*WHAT TO DO*:
Search the data for the string "Matcher" and extract every line where it appears.

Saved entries

• • • • • • •

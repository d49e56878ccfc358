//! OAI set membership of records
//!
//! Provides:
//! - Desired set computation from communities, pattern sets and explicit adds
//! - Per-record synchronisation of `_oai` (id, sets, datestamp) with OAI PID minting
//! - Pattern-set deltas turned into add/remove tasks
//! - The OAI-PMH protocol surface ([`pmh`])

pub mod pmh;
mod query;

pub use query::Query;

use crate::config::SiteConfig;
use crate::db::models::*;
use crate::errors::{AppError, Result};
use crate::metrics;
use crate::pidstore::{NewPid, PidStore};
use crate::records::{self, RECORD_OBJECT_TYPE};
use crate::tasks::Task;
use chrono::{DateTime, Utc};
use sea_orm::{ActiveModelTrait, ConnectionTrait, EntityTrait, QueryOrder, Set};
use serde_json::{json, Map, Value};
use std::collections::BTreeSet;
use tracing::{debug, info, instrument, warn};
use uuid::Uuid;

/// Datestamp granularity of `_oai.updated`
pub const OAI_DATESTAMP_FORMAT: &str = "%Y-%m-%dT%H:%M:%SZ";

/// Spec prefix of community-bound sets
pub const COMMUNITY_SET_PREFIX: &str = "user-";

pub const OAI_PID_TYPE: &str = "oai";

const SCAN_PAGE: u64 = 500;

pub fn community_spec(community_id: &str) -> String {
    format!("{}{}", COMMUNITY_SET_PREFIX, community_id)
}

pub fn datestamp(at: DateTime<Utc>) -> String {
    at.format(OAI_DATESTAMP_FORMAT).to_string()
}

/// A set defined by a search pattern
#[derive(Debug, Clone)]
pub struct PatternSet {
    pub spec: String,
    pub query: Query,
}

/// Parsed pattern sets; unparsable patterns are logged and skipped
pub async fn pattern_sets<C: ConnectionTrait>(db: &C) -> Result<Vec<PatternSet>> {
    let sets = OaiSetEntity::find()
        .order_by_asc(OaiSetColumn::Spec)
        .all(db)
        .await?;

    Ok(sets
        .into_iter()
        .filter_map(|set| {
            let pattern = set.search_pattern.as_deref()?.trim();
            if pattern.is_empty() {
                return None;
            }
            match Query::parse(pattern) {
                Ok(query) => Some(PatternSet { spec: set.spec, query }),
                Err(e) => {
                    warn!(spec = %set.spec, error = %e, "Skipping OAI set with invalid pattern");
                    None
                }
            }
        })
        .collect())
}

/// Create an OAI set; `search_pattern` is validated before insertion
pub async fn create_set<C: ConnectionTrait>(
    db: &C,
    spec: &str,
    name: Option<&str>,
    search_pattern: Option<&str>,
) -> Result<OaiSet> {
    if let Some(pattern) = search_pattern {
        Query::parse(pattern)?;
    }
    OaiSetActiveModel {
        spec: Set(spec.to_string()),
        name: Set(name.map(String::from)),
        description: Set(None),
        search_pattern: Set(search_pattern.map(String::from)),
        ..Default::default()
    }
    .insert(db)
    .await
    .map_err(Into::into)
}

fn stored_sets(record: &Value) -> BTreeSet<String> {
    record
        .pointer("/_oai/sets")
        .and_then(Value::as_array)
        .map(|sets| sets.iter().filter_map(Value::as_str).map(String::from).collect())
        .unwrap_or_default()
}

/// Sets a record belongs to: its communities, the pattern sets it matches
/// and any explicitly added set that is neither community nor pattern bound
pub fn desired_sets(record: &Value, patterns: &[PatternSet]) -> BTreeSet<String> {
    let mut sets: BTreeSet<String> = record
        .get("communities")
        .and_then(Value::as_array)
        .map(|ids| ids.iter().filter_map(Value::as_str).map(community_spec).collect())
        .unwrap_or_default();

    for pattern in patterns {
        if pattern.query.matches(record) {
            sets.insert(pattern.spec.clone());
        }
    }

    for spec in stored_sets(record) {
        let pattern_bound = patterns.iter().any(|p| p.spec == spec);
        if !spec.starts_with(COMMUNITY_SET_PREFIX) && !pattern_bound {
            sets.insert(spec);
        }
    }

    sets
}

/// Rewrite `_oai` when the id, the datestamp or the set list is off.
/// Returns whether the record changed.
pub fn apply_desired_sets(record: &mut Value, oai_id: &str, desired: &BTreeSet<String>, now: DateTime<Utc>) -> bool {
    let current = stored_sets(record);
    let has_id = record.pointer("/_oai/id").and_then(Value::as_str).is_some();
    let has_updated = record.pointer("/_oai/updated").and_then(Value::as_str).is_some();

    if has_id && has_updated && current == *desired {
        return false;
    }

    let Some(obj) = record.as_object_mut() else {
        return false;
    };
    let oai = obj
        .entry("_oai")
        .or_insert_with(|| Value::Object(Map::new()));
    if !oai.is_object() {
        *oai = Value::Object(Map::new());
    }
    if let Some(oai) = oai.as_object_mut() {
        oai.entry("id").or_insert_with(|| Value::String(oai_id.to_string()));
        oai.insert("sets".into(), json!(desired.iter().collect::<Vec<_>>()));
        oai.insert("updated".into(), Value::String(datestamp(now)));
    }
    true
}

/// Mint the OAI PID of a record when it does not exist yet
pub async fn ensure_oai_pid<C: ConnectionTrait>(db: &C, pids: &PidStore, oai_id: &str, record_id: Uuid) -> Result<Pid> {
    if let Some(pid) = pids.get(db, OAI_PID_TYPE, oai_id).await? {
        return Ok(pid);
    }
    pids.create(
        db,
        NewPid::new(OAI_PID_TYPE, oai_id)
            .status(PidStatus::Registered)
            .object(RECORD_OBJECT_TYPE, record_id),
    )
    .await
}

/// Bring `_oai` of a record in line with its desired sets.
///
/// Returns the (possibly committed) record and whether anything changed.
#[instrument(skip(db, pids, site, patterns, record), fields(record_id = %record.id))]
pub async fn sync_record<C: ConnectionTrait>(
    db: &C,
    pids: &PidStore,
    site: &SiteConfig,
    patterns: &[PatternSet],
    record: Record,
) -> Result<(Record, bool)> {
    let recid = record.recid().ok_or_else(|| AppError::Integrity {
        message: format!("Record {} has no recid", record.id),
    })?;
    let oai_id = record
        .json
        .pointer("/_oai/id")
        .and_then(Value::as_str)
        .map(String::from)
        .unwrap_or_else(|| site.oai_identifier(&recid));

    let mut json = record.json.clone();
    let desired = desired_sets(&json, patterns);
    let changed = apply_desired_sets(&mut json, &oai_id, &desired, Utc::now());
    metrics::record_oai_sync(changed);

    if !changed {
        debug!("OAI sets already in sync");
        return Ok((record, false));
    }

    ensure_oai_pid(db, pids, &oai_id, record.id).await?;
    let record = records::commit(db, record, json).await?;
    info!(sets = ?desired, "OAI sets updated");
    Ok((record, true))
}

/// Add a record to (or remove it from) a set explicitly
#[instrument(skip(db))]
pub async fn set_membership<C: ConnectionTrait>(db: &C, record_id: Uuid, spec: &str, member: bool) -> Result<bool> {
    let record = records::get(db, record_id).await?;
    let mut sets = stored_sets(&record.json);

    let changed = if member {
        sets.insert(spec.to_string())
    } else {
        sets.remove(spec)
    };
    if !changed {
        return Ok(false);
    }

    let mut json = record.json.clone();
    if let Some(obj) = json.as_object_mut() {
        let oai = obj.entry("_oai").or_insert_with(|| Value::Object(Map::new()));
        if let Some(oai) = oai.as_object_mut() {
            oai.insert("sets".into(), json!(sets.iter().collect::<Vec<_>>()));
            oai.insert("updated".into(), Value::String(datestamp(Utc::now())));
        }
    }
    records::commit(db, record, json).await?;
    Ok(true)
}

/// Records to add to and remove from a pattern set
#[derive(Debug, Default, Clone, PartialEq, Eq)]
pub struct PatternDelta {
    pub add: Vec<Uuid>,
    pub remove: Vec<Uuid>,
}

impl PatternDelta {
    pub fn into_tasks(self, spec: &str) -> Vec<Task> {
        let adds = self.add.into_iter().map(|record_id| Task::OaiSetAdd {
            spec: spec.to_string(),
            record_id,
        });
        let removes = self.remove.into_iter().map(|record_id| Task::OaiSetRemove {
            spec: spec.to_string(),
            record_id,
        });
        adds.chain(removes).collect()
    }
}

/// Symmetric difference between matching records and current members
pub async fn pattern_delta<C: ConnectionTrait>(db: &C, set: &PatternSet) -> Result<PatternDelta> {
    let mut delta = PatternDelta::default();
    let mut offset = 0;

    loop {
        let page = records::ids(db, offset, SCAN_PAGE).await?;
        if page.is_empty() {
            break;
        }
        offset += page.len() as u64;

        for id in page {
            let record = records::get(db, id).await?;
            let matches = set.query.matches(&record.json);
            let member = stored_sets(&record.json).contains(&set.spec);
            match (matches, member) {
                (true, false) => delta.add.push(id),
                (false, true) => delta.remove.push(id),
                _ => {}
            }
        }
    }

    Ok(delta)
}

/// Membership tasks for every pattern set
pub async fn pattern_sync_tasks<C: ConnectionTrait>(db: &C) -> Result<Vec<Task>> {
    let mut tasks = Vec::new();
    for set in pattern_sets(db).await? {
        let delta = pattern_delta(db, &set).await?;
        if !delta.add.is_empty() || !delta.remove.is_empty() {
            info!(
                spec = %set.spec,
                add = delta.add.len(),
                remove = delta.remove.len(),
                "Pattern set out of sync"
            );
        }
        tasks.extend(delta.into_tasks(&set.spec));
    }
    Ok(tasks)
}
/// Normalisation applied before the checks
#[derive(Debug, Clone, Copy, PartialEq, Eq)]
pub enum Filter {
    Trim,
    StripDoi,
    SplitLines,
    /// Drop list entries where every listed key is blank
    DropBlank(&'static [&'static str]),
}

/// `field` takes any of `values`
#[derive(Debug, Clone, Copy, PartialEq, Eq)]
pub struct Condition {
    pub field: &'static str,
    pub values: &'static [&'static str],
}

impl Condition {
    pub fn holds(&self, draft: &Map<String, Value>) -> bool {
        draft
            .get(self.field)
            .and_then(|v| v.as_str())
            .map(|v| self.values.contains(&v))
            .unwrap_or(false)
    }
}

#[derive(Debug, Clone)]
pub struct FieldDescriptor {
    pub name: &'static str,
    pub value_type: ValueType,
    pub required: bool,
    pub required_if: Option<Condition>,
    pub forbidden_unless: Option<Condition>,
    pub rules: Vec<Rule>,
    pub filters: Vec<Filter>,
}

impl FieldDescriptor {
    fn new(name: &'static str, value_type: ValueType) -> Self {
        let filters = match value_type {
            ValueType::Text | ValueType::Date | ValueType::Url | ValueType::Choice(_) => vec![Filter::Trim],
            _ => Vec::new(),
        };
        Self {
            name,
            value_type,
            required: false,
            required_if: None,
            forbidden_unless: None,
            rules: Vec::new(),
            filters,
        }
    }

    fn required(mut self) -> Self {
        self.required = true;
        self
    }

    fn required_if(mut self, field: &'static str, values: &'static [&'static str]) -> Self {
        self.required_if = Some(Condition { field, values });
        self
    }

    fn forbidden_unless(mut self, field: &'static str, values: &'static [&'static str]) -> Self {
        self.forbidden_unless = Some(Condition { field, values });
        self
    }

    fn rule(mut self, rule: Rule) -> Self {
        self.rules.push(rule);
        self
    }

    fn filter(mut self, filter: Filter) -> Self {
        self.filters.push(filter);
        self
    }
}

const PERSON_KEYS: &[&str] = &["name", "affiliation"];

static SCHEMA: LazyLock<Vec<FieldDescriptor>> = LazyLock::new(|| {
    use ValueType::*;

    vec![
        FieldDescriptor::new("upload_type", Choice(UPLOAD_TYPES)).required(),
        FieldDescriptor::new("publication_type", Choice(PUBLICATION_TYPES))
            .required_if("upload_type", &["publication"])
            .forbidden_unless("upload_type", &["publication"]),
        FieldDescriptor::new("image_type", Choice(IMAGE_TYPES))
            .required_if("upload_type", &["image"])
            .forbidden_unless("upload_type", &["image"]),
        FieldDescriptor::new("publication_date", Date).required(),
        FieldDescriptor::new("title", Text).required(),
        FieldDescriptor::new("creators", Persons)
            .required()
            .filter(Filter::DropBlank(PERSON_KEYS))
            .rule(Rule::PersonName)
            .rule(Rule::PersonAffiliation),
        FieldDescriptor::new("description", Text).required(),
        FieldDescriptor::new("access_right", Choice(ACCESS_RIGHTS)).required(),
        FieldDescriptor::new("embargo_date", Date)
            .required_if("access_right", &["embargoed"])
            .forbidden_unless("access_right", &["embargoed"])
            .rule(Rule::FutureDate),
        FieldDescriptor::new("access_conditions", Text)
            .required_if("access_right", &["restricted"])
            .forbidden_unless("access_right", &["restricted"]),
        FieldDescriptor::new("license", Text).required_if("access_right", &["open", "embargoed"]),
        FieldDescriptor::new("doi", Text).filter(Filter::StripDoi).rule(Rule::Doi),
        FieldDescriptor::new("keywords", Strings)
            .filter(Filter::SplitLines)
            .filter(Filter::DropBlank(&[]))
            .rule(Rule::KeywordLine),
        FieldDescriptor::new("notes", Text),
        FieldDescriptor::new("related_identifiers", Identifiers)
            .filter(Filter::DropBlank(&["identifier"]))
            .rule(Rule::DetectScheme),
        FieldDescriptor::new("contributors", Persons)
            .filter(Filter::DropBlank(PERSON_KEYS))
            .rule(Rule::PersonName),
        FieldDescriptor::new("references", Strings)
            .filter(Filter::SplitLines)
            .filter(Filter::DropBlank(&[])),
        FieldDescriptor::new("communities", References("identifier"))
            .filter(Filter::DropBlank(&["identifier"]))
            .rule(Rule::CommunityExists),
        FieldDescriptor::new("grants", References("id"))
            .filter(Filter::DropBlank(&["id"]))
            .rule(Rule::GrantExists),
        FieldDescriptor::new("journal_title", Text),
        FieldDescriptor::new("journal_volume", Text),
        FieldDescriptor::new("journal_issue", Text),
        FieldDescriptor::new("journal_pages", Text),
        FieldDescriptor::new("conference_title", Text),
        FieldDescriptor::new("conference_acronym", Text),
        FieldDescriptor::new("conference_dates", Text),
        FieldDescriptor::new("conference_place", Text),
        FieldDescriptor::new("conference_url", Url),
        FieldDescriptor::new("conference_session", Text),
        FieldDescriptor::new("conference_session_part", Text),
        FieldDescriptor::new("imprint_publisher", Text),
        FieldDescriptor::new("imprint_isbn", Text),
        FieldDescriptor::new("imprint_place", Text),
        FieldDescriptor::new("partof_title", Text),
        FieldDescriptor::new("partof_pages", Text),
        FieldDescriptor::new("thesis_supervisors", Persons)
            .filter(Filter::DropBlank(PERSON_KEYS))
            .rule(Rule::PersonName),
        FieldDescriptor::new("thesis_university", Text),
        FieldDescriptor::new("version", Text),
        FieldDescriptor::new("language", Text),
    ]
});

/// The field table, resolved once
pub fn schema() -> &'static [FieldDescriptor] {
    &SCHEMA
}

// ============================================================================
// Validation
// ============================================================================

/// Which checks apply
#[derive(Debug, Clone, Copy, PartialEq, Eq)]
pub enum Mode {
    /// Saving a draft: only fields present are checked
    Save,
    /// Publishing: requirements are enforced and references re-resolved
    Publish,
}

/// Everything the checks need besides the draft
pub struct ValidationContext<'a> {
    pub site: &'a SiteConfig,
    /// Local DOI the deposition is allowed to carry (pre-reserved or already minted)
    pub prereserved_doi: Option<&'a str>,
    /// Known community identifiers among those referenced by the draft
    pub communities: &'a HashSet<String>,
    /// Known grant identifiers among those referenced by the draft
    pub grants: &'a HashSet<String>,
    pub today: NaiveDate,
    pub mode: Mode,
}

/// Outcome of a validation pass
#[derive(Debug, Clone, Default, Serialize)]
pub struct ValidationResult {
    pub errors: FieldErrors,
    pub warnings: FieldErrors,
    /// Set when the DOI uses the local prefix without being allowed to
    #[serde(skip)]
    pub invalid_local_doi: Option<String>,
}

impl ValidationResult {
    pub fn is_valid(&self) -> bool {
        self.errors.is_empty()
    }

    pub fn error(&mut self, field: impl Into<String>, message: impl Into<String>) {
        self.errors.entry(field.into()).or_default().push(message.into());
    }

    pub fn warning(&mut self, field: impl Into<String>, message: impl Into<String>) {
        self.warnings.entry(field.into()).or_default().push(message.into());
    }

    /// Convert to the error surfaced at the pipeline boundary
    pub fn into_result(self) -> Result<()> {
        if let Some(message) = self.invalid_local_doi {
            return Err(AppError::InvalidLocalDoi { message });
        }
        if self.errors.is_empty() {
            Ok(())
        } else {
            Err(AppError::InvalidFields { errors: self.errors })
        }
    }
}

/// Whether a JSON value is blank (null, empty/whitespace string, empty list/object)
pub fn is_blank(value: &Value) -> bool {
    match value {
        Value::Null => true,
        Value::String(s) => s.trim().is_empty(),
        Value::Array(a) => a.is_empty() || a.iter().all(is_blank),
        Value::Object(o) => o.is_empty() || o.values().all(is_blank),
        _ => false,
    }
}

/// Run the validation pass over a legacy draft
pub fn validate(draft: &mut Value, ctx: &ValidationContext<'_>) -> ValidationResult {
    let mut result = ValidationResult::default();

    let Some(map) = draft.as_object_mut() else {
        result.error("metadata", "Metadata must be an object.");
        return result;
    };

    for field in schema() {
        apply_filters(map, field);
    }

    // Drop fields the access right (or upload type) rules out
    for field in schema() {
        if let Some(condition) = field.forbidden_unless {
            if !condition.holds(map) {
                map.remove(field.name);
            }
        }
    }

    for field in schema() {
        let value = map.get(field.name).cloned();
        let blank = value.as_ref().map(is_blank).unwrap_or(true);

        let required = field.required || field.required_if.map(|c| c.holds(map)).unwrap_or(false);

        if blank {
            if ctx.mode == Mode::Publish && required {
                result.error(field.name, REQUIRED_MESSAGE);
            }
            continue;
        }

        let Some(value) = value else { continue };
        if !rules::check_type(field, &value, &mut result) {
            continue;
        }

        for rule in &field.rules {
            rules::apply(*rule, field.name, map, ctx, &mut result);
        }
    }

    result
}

• • • • • • •

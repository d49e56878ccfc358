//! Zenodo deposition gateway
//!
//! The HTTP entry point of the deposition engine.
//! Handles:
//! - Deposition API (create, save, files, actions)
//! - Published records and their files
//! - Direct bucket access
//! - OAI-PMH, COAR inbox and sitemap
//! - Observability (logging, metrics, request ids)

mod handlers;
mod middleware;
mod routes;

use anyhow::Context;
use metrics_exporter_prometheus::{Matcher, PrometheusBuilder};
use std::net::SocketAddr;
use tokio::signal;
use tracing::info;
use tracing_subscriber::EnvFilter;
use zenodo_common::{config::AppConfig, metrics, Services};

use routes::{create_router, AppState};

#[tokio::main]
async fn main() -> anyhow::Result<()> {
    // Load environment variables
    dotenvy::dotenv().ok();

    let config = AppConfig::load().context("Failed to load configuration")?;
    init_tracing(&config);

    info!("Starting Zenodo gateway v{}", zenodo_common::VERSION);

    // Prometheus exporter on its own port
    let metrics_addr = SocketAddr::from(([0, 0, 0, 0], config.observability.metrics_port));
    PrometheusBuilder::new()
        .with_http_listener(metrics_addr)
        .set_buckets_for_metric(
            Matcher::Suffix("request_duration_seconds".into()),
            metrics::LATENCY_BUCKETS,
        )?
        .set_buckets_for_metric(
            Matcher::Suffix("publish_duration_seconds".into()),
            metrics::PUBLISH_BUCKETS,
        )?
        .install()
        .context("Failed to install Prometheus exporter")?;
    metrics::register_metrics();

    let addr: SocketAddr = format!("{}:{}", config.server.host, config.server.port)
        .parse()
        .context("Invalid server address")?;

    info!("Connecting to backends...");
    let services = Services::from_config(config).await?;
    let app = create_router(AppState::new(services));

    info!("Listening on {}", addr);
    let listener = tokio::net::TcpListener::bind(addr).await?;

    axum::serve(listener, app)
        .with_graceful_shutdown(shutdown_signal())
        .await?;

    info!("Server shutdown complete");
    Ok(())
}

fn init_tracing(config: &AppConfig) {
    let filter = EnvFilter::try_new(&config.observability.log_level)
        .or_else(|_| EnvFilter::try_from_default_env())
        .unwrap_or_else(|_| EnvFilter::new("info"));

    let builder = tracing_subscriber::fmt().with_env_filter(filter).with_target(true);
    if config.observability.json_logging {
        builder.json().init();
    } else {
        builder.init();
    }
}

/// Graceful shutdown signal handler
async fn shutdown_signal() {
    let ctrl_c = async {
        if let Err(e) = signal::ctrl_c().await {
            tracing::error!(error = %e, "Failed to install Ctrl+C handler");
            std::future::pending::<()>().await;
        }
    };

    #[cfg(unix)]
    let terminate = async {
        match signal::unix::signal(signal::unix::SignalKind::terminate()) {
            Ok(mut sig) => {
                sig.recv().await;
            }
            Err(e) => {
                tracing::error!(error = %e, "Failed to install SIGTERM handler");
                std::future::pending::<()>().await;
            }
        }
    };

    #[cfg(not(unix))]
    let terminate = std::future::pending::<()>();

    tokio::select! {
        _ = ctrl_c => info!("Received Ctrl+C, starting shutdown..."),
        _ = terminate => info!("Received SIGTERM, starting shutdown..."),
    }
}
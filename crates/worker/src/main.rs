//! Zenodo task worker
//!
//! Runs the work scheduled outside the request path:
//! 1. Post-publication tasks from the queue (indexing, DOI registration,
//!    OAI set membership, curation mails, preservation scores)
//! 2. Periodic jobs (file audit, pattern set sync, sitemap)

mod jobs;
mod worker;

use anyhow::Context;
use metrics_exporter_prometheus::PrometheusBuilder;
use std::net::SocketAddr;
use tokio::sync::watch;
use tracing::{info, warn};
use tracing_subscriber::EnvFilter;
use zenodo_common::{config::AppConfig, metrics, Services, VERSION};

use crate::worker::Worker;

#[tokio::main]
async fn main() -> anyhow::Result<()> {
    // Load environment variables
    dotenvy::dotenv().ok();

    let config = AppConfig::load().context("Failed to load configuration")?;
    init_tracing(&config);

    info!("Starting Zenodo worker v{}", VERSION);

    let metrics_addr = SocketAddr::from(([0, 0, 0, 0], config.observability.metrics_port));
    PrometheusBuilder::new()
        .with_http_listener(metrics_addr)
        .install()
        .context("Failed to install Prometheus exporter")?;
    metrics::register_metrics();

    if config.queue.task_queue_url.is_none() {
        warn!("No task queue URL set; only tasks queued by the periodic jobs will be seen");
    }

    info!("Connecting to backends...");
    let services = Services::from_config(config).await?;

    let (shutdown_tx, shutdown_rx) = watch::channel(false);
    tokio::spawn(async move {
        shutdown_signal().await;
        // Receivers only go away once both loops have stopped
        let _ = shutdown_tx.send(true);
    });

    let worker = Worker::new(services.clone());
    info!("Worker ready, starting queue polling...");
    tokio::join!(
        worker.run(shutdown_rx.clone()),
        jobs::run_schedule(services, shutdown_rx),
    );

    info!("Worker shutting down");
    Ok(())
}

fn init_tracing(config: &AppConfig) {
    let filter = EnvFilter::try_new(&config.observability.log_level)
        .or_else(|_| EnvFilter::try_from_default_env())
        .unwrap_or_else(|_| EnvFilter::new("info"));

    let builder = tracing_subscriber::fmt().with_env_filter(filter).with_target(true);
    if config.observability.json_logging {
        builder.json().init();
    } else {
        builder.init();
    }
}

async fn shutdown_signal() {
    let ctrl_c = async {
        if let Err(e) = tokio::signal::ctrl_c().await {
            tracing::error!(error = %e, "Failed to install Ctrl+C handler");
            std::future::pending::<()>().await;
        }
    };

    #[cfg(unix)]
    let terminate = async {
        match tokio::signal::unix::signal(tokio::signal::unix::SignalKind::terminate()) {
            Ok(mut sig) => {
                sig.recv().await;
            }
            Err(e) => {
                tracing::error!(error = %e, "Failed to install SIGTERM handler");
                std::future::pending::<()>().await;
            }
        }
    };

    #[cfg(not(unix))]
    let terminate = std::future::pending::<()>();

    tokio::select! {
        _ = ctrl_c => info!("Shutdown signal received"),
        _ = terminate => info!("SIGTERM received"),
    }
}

• • • • • • •

*COMPLETED EXERCISE*:
use metrics_exporter_prometheus::{Matcher, PrometheusBuilder};
            Matcher::Suffix("request_duration_seconds".into()),
            Matcher::Suffix("publish_duration_seconds".into()),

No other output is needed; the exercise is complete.